■ EXERCISE DETAILS:
In the listing below, the lines starting with the line with "filename crates/transit/src/lib.rs" and going on through the line with "registries and caches" are to be reproduced exactly, and only those.

##### INFORMATION SUPPLIED #####

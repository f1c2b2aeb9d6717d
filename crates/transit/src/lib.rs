//! # stopmap-transit
//!
//! Stop data model and pluggable data sources for the stop map engine.
//!
//! ## Features
//!
//! - **Typed identifiers**: `Arc<str>` keys shared across registries and caches
//! - **Stop model**: stop places, quays, lines and bounding boxes
//! - **Pluggable networking**: implement [`StopDataSource`] for any backend
//! - **Offline source**: R-tree backed [`StaticStopSource`]
//!
//! ## Example
//!
//! ```
//! use stopmap_transit::prelude::*;
//! use geo::Point;
//!
//! let stop = Stop::new(
//!     "NSR:StopPlace:58366",
//!     "Jernbanetorget",
//!     59.9119,
//!     10.7504,
//!     [TransportMode::new("bus")],
//! );
//!
//! let source = StaticStopSource::from_data(vec![stop], vec![]);
//!
//! let sentrum = BoundingBox::from_corners(Point::new(10.73, 59.90), Point::new(10.76, 59.92));
//! assert_eq!(source.stops_in_bounds(&sentrum).len(), 1);
//! ```

pub mod identifiers;
pub mod models;
pub mod network;
pub mod provider;
pub mod spatial;

// Re-exports for convenience
pub mod prelude {
    pub use crate::identifiers::*;
    pub use crate::models::{bounds::*, types::*};
    pub use crate::network::traits::*;
    pub use crate::provider::static_provider::StaticStopSource;
}

pub use prelude::*;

#####

■ TASK ANSWER:
filename crates/transit/src/lib.rs
//! # stopmap-transit
//!
//! Stop data model and pluggable data sources for the stop map engine.
//!
//! ## Features
//!
//! - **Typed identifiers**: `Arc<str>` keys shared across registries and caches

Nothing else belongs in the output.